Every morning the Sun seems to rise over one side of the sky, climb slowly up and across, then slide down and set on the other side in the evening. Watch it for a whole day and it really does look as if the Sun is sailing over your head, from one horizon to the other.
But it isn't. The Sun is not flying across the sky. The Sun stays put. The thing that is really moving is you — because the ground under your feet is quietly turning.
The Earth is a giant ball, and it spins — one complete turn, all the way round, every single day. As it turns it carries you, your house, your whole town round with it. That slow, steady spin is the secret behind day and night.
The Sun is far away and shines from just one direction, like a torch held up on one side of the room. So its light can only reach half of the ball at a time. It can never wrap all the way round and light up the back.
The half of the Earth facing the Sun is in bright daytime. At the very same moment, the half turned away is in night. There is always a daytime half and always a night half — they just keep swapping places as the Earth turns. Slide the time of day below and watch the little person carried out of the sunlight, round into the dark side, and back into the morning again.

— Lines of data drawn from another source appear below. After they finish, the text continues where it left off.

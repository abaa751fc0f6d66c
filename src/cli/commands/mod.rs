//! CLI command handlers for `GradeFinder`.
//!
//! Each command is implemented in its own submodule. Handlers report
//! failures on stderr with a `✗` prefix and never panic.

pub mod config;
pub mod course;
pub mod courses;
pub mod insights;
pub mod professors;
pub mod programs;
pub mod reset;
pub mod subjects;

use crate::args::ContextArgs;
use grade_finder::config::Config;
use grade_finder::core::data::{AnySource, DataLayout, DataService, DatasetSource, LoadError};
use grade_finder::core::models::{Campus, Context};
use grade_finder::core::render::table::{page_file_name, render_table, PageSize, Paginator, TableRow};
use grade_finder::core::render::{render_page, write_page, PageKind};
use grade_finder::{info, verbose};
use std::path::PathBuf;

/// Resolve the campus and session of a run.
///
/// An explicit campus becomes the stored preference.
pub fn resolve_context(args: &ContextArgs, config: &mut Config) -> Context {
    let campus = remember_campus(args.campus, config);
    let session = args.session.clone().unwrap_or_else(|| config.session());
    Context::new(campus, session)
}

/// The campus to use, saving an explicitly chosen one as the preference.
///
/// Only the campus is written back; the stored file is reloaded so that
/// per-run overrides in `config` stay out of it.
pub fn remember_campus(campus: Option<Campus>, config: &mut Config) -> Campus {
    let Some(campus) = campus else {
        return config.campus();
    };
    if campus != config.campus() {
        let mut stored = Config::load();
        let saved = config
            .set("campus", campus.token())
            .and_then(|()| stored.set("campus", campus.token()))
            .and_then(|()| stored.save().map_err(|e| e.to_string()));
        if let Err(e) = saved {
            grade_finder::warn!("Could not remember campus preference: {e}");
        } else {
            info!("Campus preference set to {}", campus.name());
        }
    }
    campus
}

/// Data service for the configured dataset root
pub fn open_service(config: &Config, context: &Context) -> Result<DataService<AnySource>, String> {
    let source = AnySource::from_config(config)
        .map_err(|e| format!("✗ Cannot use dataset root '{}': {e}", config.data.root))?;
    let service = DataService::new(source, DataLayout::from_config(config), context.clone());
    verbose!("Reading datasets from {}", service.source().location());
    Ok(service)
}

/// User-facing message for a failed load
pub fn load_failed(what: &str, context: &Context, error: &LoadError) -> String {
    let message = format!(
        "✗ Failed to load {what} for {} {}: {error}",
        context.campus.name(),
        context.session
    );
    if error.is_not_found() {
        format!(
            "{message}\n  No {what} dataset for this session; \
             check --session or `gradefinder config get data_root`"
        )
    } else {
        message
    }
}

/// Directory generated pages go to
pub fn site_dir(config: &Config) -> PathBuf {
    PathBuf::from(&config.paths.site_dir)
}

/// Everything needed to write a paginated listing
pub struct Listing<'a> {
    /// Which listing
    pub kind: PageKind,
    /// Page title
    pub title: &'a str,
    /// Markup placed above the table
    pub preamble: String,
    /// Rows per page
    pub page_size: PageSize,
}

impl Listing<'_> {
    /// Render and write every page of `records`; returns how many files
    /// were written.
    pub fn write<T: TableRow>(
        &self,
        records: &[&T],
        context: &Context,
        config: &Config,
    ) -> Result<usize, String> {
        let dir = site_dir(config);
        let mut paginator = Paginator::new(self.page_size);
        let pages = paginator.total_pages(records.len()).max(1);

        for page in 1..=pages {
            paginator.go_to(page, records.len());
            let mut body = self.preamble.clone();
            body.push_str(&render_table(records, &paginator, context, |p| {
                page_file_name(self.kind, p)
            }));
            let html = render_page(self.kind, self.title, context, config.theme(), &body)
                .map_err(|e| format!("✗ Failed to render {}: {e}", self.title))?;
            let file = page_file_name(self.kind, page);
            write_page(&dir, &file, &html)
                .map_err(|e| format!("✗ Failed to write {}: {e}", dir.join(&file).display()))?;
        }
        Ok(pages)
    }
}

#[cfg(test)]
mod tests {
    use super::*;

    fn context() -> Context {
        Context::new(Campus::Main, "2019S".parse().unwrap())
    }

    #[test]
    fn test_load_failed_hints_on_missing_dataset() {
        let missing = LoadError::Missing {
            path: "course-data/post-processed/UBCV/2019S.json".to_string(),
        };
        let message = load_failed("courses", &context(), &missing);
        assert!(message.starts_with("✗ Failed to load courses for"));
        assert!(message.contains("No courses dataset for this session"));

        let other = load_failed("courses", &context(), &LoadError::Superseded);
        assert!(!other.contains("No courses dataset"));
    }
}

Watch the person in the box and you can follow a whole day:
The Earth always spins the same way — towards the east. Because you are being carried eastward, the Sun always seems to peek up over the eastern horizon first, drift across the sky, and dip down in the west at the end of the day. It does this everywhere on Earth, day after day, because everywhere is riding the same spin.

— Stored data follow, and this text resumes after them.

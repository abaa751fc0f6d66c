//! Course detail views: header, grades, requisites and instructors

use super::{detail_href, escape_html, instructor_href, AverageTier};
use crate::core::models::distribution::BUCKET_LABELS;
use crate::core::models::{
    Context, Course, CourseInstructor, DetailQuery, GradeSummary, PrereqRecord, Requisite,
};
use crate::core::sort::OfferingSort;
use std::fmt::Write;

/// Identity of the course a detail page is about
#[derive(Debug, Clone, Copy, PartialEq, Eq)]
pub struct CourseHeader<'a> {
    /// Course code
    pub code: &'a str,
    /// Course name, may be empty
    pub name: &'a str,
    /// Subject title, may be empty
    pub subject: &'a str,
    /// Offering faculty, may be empty
    pub faculty: &'a str,
}

impl<'a> CourseHeader<'a> {
    /// Header taken from a course record
    #[must_use]
    pub fn of(course: &'a Course) -> Self {
        Self {
            code: &course.code,
            name: &course.name,
            subject: &course.subject,
            faculty: &course.faculty,
        }
    }

    /// Header with nothing but the code
    #[must_use]
    pub const fn bare(code: &'a str) -> Self {
        Self {
            code,
            name: "",
            subject: "",
            faculty: "",
        }
    }
}

/// Code, name, subject, description and the credits/faculty line
#[must_use]
pub fn header_html(header: &CourseHeader<'_>, prereq: Option<&PrereqRecord>) -> String {
    let mut html = String::new();
    let _ = writeln!(html, "<div class=\"course-header\">");
    let _ = writeln!(
        html,
        "  <h2><span class=\"course-code\">{}</span> <span class=\"course-name\">{}</span></h2>",
        escape_html(header.code),
        escape_html(header.name)
    );
    if !header.subject.is_empty() {
        let _ = writeln!(
            html,
            "  <p class=\"course-meta\">Subject: {}</p>",
            escape_html(header.subject)
        );
    }

    let description = prereq
        .and_then(|p| p.description.as_deref())
        .filter(|d| !d.trim().is_empty())
        .unwrap_or("No description available");
    let credits = match prereq {
        Some(p) => p
            .credits
            .as_deref()
            .filter(|c| !c.trim().is_empty())
            .unwrap_or("Data unavailable."),
        None => "No information available",
    };
    let _ = writeln!(
        html,
        "  <p class=\"course-description\">{}</p>",
        escape_html(description)
    );
    let _ = writeln!(
        html,
        "  <p class=\"course-meta\">Credits: {} - {}</p>",
        escape_html(credits),
        escape_html(header.faculty)
    );
    let _ = writeln!(html, "</div>");
    html
}

/// Stats boxes and histogram for one grade summary.
///
/// `viewing` names the instructor whose offering is shown; `None` is the
/// overall course record.
#[must_use]
pub fn grades_html(summary: &GradeSummary, viewing: Option<&str>) -> String {
    let mut html = String::new();
    let _ = writeln!(html, "<section class=\"grades\">");
    let _ = writeln!(html, "<h3>Course Grades</h3>");
    match viewing {
        None => {
            let _ = writeln!(
                html,
                "<div class=\"view-status\"><span>Viewing overall data</span></div>"
            );
        }
        Some(name) => {
            let _ = writeln!(
                html,
                "<div class=\"view-status\"><span>Viewing data for: {}</span></div>",
                escape_html(name)
            );
        }
    }

    let average_tier = AverageTier::of(summary.average).class();
    let median_tier = AverageTier::of(summary.weighted_median).class();
    let _ = writeln!(html, "<div class=\"stats-container\">");
    stat_box(
        &mut html,
        "Average",
        &format!("average-value {average_tier}"),
        &format!("{:.1}%", summary.average),
    );
    stat_box(&mut html, "Enrolled", "enrolled-value", &summary.reported.to_string());
    stat_box(
        &mut html,
        "Weighted Median",
        &format!("median-value {median_tier}"),
        &format!("{:.1}%", summary.weighted_median),
    );
    stat_box(&mut html, "High", "high-value", &format!("{}%", summary.high.round()));
    stat_box(&mut html, "Low", "low-value", &format!("{}%", summary.low.round()));
    let _ = writeln!(html, "</div>");

    let _ = writeln!(html, "<h4>Grade Distribution</h4>");
    html.push_str(&distribution_html(summary));
    let _ = writeln!(html, "</section>");
    html
}

fn stat_box(html: &mut String, label: &str, class: &str, value: &str) {
    let _ = writeln!(html, "  <div class=\"stat-box\">");
    let _ = writeln!(html, "    <div class=\"stat-label\">{label}</div>");
    let _ = writeln!(html, "    <div class=\"stat-value {class}\">{value}</div>");
    let _ = writeln!(html, "  </div>");
}

/// Bars scaled to the largest bucket of this record
#[must_use]
pub fn distribution_html(summary: &GradeSummary) -> String {
    let distribution = &summary.distribution;
    if distribution.is_empty() {
        return "<p>No distribution data available.</p>\n".to_string();
    }
    let max = f64::from(distribution.max_count());
    let mut html = String::new();
    let _ = writeln!(html, "<div class=\"distribution-chart\">");
    for (count, label) in distribution.counts().into_iter().zip(BUCKET_LABELS) {
        let height = f64::from(count) / max * 100.0;
        let _ = writeln!(html, "  <div class=\"bar-column\">");
        let _ = writeln!(
            html,
            "    <div class=\"bar-wrapper\"><div class=\"bar\" style=\"height: {height:.1}%;\" title=\"{count} students\"></div></div>"
        );
        let _ = writeln!(html, "    <div class=\"bar-label\">{}</div>", escape_html(label));
        let _ = writeln!(html, "  </div>");
    }
    let _ = writeln!(html, "</div>");
    html
}

/// Grades view replacement when the course has no record for the session
#[must_use]
pub fn not_offered_html(code: &str, context: &Context) -> String {
    let mut html = String::new();
    let _ = writeln!(html, "<section class=\"grades\">");
    let _ = writeln!(html, "<h3>Course Grades</h3>");
    let _ = writeln!(
        html,
        "<div class=\"not-found-message-inline\"><p>{} was not offered in {}.</p></div>",
        escape_html(code),
        context.session
    );
    let _ = writeln!(html, "</section>");
    html
}

/// Body of the page shown when course data could not be loaded at all
#[must_use]
pub fn not_found_html() -> String {
    let mut html = String::new();
    let _ = writeln!(html, "<div class=\"not-found-container\">");
    let _ = writeln!(html, "  <div class=\"not-found-404\">404</div>");
    let _ = writeln!(html, "  <h2 class=\"not-found-title\">Data Not Available</h2>");
    let _ = writeln!(
        html,
        "  <p class=\"not-found-message\">The data for this course is currently unavailable.</p>"
    );
    let _ = writeln!(
        html,
        "  <a href=\"index.html\" class=\"not-found-button\">← Back to Course List</a>"
    );
    let _ = writeln!(html, "</div>");
    html
}

/// Prerequisites, corequisites and dependents.
///
/// Without a record every section reads "Data unavailable".
#[must_use]
pub fn requisites_html(prereq: Option<&PrereqRecord>, context: &Context) -> String {
    let sections: [(&str, Option<Requisite<'_>>); 3] = [
        ("Prerequisites", prereq.map(PrereqRecord::prerequisites)),
        ("Corequisites", prereq.map(PrereqRecord::corequisites)),
        ("Dependent Courses", prereq.map(PrereqRecord::dependents)),
    ];

    let mut html = String::new();
    let _ = writeln!(html, "<section class=\"requisites\">");
    for (title, requisite) in sections {
        let content = requisite.map_or_else(
            || "Data unavailable".to_string(),
            |r| requisite_text(r, context),
        );
        let _ = writeln!(html, "<h3>{title}</h3>");
        let _ = writeln!(html, "<p>{content}</p>");
    }
    let _ = writeln!(html, "</section>");
    html
}

fn requisite_text(requisite: Requisite<'_>, context: &Context) -> String {
    match requisite {
        Requisite::Text(text) => link_course_codes(text, context),
        Requisite::Codes(codes) => codes
            .iter()
            .map(|code| course_link(code, context))
            .collect::<Vec<_>>()
            .join(", "),
        Requisite::Nothing => "None".to_string(),
        Requisite::Unknown => "No information available".to_string(),
    }
}

fn course_link(code: &str, context: &Context) -> String {
    let query = DetailQuery {
        code: code.to_string(),
        campus: context.campus,
        session: None,
    };
    format!(
        "<a href=\"{}\" class=\"course-link\">{}</a>",
        escape_html(&detail_href(&query)),
        escape_html(code)
    )
}

/// Tidy requisite prose: drop empty list slots (`, ,`), collapse
/// whitespace, trim.
#[must_use]
pub fn clean_requisite_text(text: &str) -> String {
    let chars: Vec<char> = text.chars().collect();
    let mut merged = String::with_capacity(text.len());
    let mut i = 0;
    while i < chars.len() {
        if chars[i] == ',' {
            let mut j = i + 1;
            while j < chars.len() && chars[j].is_whitespace() {
                j += 1;
            }
            if j < chars.len() && chars[j] == ',' {
                merged.push(',');
                i = j + 1;
                continue;
            }
        }
        merged.push(chars[i]);
        i += 1;
    }
    merged.split_whitespace().collect::<Vec<_>>().join(" ")
}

Try it with a merry-go-round, or just by spinning slowly on a chair. Turn yourself one way and the whole room seems to slide past you the other way. A lamp on the wall isn't moving at all — but as you turn, it swings into view on one side and out of view on the other. The Sun does the same trick on you: it stays still, and you are the one turning.

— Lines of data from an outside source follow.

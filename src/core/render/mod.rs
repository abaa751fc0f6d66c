//! HTML rendering
//!
//! Fragments are assembled with [`std::fmt::Write`]; the surrounding page
//! (head, navigation, theme) comes from the `page.html` askama template.
//! All dataset text passes through [`escape_html`] before it reaches a page.

pub mod detail;
pub mod filters;
pub mod insights;
pub mod table;

use crate::config::Theme;
use crate::core::models::{Context, DetailQuery};
use askama::{Html, MarkupDisplay, Template};
use std::fs;
use std::io;
use std::path::{Path, PathBuf};

/// Stylesheet inlined into every page
const STYLESHEET: &str = include_str!("../../assets/style.css");

/// External instructor search
const INSTRUCTOR_SEARCH_URL: &str = "https://www.ratemyprofessors.com/search/professors?q=";

/// Six-step quality scale of a course average
#[derive(Debug, Clone, Copy, PartialEq, Eq, PartialOrd, Ord)]
pub enum AverageTier {
    /// 90 and above
    Excellent,
    /// 85 and above
    Great,
    /// 80 and above
    Good,
    /// 70 and above
    Fair,
    /// 60 and above
    Bad,
    /// Below 60
    Horrible,
}

impl AverageTier {
    /// Tier of an average
    #[must_use]
    pub fn of(average: f64) -> Self {
        if average >= 90.0 {
            Self::Excellent
        } else if average >= 85.0 {
            Self::Great
        } else if average >= 80.0 {
            Self::Good
        } else if average >= 70.0 {
            Self::Fair
        } else if average >= 60.0 {
            Self::Bad
        } else {
            Self::Horrible
        }
    }

    /// CSS class
    #[must_use]
    pub const fn class(self) -> &'static str {
        match self {
            Self::Excellent => "excellent-average",
            Self::Great => "great-average",
            Self::Good => "good-average",
            Self::Fair => "fair-average",
            Self::Bad => "bad-average",
            Self::Horrible => "horrible-average",
        }
    }

    /// Text color used where a class cannot be attached
    #[must_use]
    pub const fn color(self) -> &'static str {
        match self {
            Self::Excellent => "#4361ee",
            Self::Great => "#009c1f",
            Self::Good => "#79ff00",
            Self::Fair => "#ffef00",
            Self::Bad => "#f0883e",
            Self::Horrible => "#f85149",
        }
    }
}

/// Escape text for use in element content and quoted attributes, with the
/// same escaper the page template applies
#[must_use]
pub fn escape_html(text: &str) -> String {
    MarkupDisplay::new_unsafe(text, Html).to_string()
}

/// `12345` → `12,345`
#[must_use]
pub fn group_thousands(value: u64) -> String {
    let digits = value.to_string();
    let mut grouped = String::with_capacity(digits.len() + digits.len() / 3);
    for (i, c) in digits.chars().enumerate() {
        if i > 0 && (digits.len() - i) % 3 == 0 {
            grouped.push(',');
        }
        grouped.push(c);
    }
    grouped
}

/// Relative link to a course detail page
#[must_use]
pub fn detail_href(query: &DetailQuery) -> String {
    format!("{}?{}", PageKind::Course.file_name(), query.to_query_string())
}

/// External search link for an instructor name
#[must_use]
pub fn instructor_href(name: &str) -> String {
    format!("{INSTRUCTOR_SEARCH_URL}{}", urlencoding::encode(name))
}

/// The generated pages
#[derive(Debug, Clone, Copy, PartialEq, Eq)]
pub enum PageKind {
    /// Course table
    Courses,
    /// Course detail
    Course,
    /// Instructor table
    Professors,
    /// Program table
    Programs,
    /// Summary statistics
    Insights,
}

impl PageKind {
    /// Pages listed in the navigation bar
    pub const NAV: [Self; 4] = [Self::Courses, Self::Professors, Self::Programs, Self::Insights];

    /// Output file name
    #[must_use]
    pub const fn file_name(self) -> &'static str {
        match self {
            Self::Courses => "index.html",
            Self::Course => "course-details.html",
            Self::Professors => "professors.html",
            Self::Programs => "programs.html",
            Self::Insights => "data.html",
        }
    }

    /// Navigation label
    #[must_use]
    pub const fn label(self) -> &'static str {
        match self {
            Self::Courses => "Courses",
            Self::Course => "Course Details",
            Self::Professors => "Professors",
            Self::Programs => "Programs",
            Self::Insights => "Insights",
        }
    }
}

/// One navigation link
#[derive(Debug, Clone)]
pub struct NavItem {
    /// Target file
    pub href: &'static str,
    /// Link text
    pub label: &'static str,
    /// Whether this is the current page
    pub active: bool,
}

#[derive(Template)]
#[template(path = "page.html")]
struct PageTemplate<'a> {
    title: &'a str,
    theme: &'a str,
    context: String,
    nav: Vec<NavItem>,
    body: &'a str,
    css: &'a str,
}

/// Wrap a rendered body in the page shell
///
/// # Errors
/// Returns an error if the template fails to render.
pub fn render_page(
    kind: PageKind,
    title: &str,
    context: &Context,
    theme: Theme,
    body: &str,
) -> Result<String, askama::Error> {
    let nav = PageKind::NAV
        .iter()
        .map(|&page| NavItem {
            href: page.file_name(),
            label: page.label(),
            active: page == kind,
        })
        .collect();
    PageTemplate {
        title,
        theme: theme.as_str(),
        context: format!("{} · {}", context.campus.name(), context.session),
        nav,
        body,
        css: STYLESHEET,
    }
    .render()
}

/// Write a rendered page under `site_dir`, creating the directory if needed
///
/// # Errors
/// Returns an error if the directory or file cannot be written.
pub fn write_page(site_dir: &Path, file_name: &str, html: &str) -> io::Result<PathBuf> {
    fs::create_dir_all(site_dir)?;
    let path = site_dir.join(file_name);
    fs::write(&path, html)?;
    crate::debug!("Wrote {}", path.display());
    Ok(path)
}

Because only part of the ball faces the Sun at any moment, the whole world cannot have midday at the same time. As the Earth turns, midday sweeps slowly across it — first one country has the Sun overhead, then the next, then the next, like a spotlight crawling across the ground.
That is why the world is split into time zones. When the clock says lunchtime where you live, it can already be evening in a country to the east (they turned towards the Sun before you did) and still early morning far to the west (they haven't quite turned to face it yet). Nobody's clock is "wrong" — each place just sets its clocks by where the Sun is in its sky.
Imagine it is the middle of the day where you are — the Sun is high, you're eating lunch. Now picture a friend on the exact opposite side of the world, straight through the Earth from you. They are on the night half. For them it is the middle of the night, dark and quiet, and they are fast asleep in bed.
You could wave, but the whole thickness of the planet is between you. Wait about twelve hours and the Earth will have carried you both halfway round: now you are asleep in the dark, and your friend is blinking awake into their morning Sun. The same spin that gives you your day gives them their night.
Here is the strangest part. You feel completely still as you read this — but if you live near the middle of the Earth, the spin is carrying you along at over a thousand miles an hour. Faster than any aeroplane. Right now.
So why don't you feel a screaming wind, or get flung off? Because everything around you is moving together at the very same speed — the air, your chair, your pet, the trees, the whole Earth. Nothing rushes past you, so there is nothing to feel. Smoothly and silently, without a single bump, the planet carries you round into tomorrow.
Right at the very top and bottom of the Earth — near the North Pole and South Pole — something wonderful and weird happens. For part of the year the Sun goes round and round the sky without ever dipping below the horizon. It just circles overhead, all day and all "night". People call it the midnight Sun: you can play outside in broad daylight at midnight, for weeks on end.
Then, half a year later, it swaps. The Sun sinks below the horizon and stays hidden, so those same places have weeks of darkness called the polar night — the Sun never properly rises. It happens because the Earth is tilted as it spins, so the poles get pointed towards the Sun for one long stretch and away from it for another. Even at the ends of the Earth, it all comes back to the spinning, tilted ball.